Von Willebrand Disease: An Update

Abstract

Von Willebrand disease (VWD) is a common hereditary bleeding disorder, inherited either as an autosomally dominant or recessive trait. It is caused by a quantitative and/ or qualitative defect in the Von Willebrand Factor (VWF) which plays two critical roles in hemostasis i.e., platelet adhesion and aggregation to damaged endothelium, and also as a carrier for Factor VIII (FVIII) molecule which stabilizes FVIII in the circulation. It is a highly heterogeneous disease with bleeding ranging from mild bleeding tendencies to severe life threatening hemorrhage.

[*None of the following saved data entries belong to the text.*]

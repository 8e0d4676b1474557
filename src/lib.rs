//! `covid-status` library crate.
//!
//! The binary (`covid`) is a thin wrapper around this library so that:
//!
//! - cache, data and growth logic are testable without spawning processes or
//!   touching the network
//! - the assessment can be reused by other front-ends

pub mod app;
pub mod cli;
pub mod config;
pub mod data;
pub mod domain;
pub mod error;
pub mod math;
pub mod report;
pub mod status;
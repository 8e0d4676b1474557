/// Broad category of an [`AppError`].
///
/// The category decides the process exit code; the message carries the detail.
#[derive(Debug, Clone, Copy, PartialEq, Eq)]
pub enum ErrorKind {
    /// Bad command-line or environment input.
    Usage,
    /// A resource name that was never registered with the cache.
    UnknownResource,
    /// Connection, DNS or timeout failure while fetching.
    Transport,
    /// The remote answered with a non-success status.
    HttpStatus,
    /// Source data that fails shape or value validation.
    MalformedData,
    /// Local cache file could not be read or written.
    Io,
}

impl ErrorKind {
    fn exit_code(self) -> u8 {
        match self {
            ErrorKind::Usage | ErrorKind::UnknownResource => 2,
            ErrorKind::MalformedData => 3,
            ErrorKind::Transport | ErrorKind::HttpStatus | ErrorKind::Io => 4,
        }
    }
}

#[derive(Clone)]
pub struct AppError {
    kind: ErrorKind,
    message: String,
}

impl AppError {
    pub fn new(kind: ErrorKind, message: impl Into<String>) -> Self {
        Self {
            kind,
            message: message.into(),
        }
    }

    pub fn kind(&self) -> ErrorKind {
        self.kind
    }

    pub fn exit_code(&self) -> u8 {
        self.kind.exit_code()
    }

    /// Prefix the message with `prefix: `, keeping the kind.
    pub fn context(self, prefix: &str) -> Self {
        Self {
            kind: self.kind,
            message: format!("{prefix}: {}", self.message),
        }
    }
}

impl std::fmt::Display for AppError {
    fn fmt(&self, f: &mut std::fmt::Formatter<'_>) -> std::fmt::Result {
        write!(f, "{}", self.message)
    }
}

impl std::fmt::Debug for AppError {
    fn fmt(&self, f: &mut std::fmt::Formatter<'_>) -> std::fmt::Result {
        f.debug_struct("AppError")
            .field("kind", &self.kind)
            .field("exit_code", &self.exit_code())
            .field("message", &self.message)
            .finish()
    }
}

impl std::error::Error for AppError {}

#[cfg(test)]
mod tests {
    use super::*;

    #[test]
    fn context_prefixes_message_and_keeps_kind() {
        let err = AppError::new(ErrorKind::HttpStatus, "unexpected HTTP status: 404 Not Found")
            .context("cache")
            .context("database");
        assert_eq!(err.to_string(), "database: cache: unexpected HTTP status: 404 Not Found");
        assert_eq!(err.kind(), ErrorKind::HttpStatus);
        assert_eq!(err.exit_code(), 4);
    }

    #[test]
    fn exit_codes_follow_kind() {
        assert_eq!(AppError::new(ErrorKind::Usage, "x").exit_code(), 2);
        assert_eq!(AppError::new(ErrorKind::UnknownResource, "x").exit_code(), 2);
        assert_eq!(AppError::new(ErrorKind::MalformedData, "x").exit_code(), 3);
        assert_eq!(AppError::new(ErrorKind::Transport, "x").exit_code(), 4);
    }
}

Patients are classified as type 1, type 2 and type 3, depending on the qualitative and quantitative defects in VWF antigen. Type 3 i.e., severe VWD has been reported to be the most prevalent subtype in Indian population due to two reasons i.e., higher degree of consanguinity in certain parts of the country and the fact that it is a hospital prevalence data and only patients with severe manifestations present themselves in the hospital. The most common bleeding symptoms in VWD reflect the characteristic defect in platelet adhesion and mucocutanous bleeding especially epistaxis, gum bleeding, menorrhagia and ecchymoses. Bleeding symptoms are of mild to moderate severity for patients with type 1 and few variants of type 2 VWD. However, life-threatening bleeding (Central nervous system, gastrointestinal bleed) can occur in type 3 and type 2 VWD patients, and rarely in type 1 VWD patients. Uncommon bleeding manifestations, such as hemarthrosis, and muscle haematomas are more common in severe deficiency, especially those who have type 3 VWD. Diagnosis, genetic counseling, carrier and antenatal diagnosis plays an important role in the comprehensive management of these cases.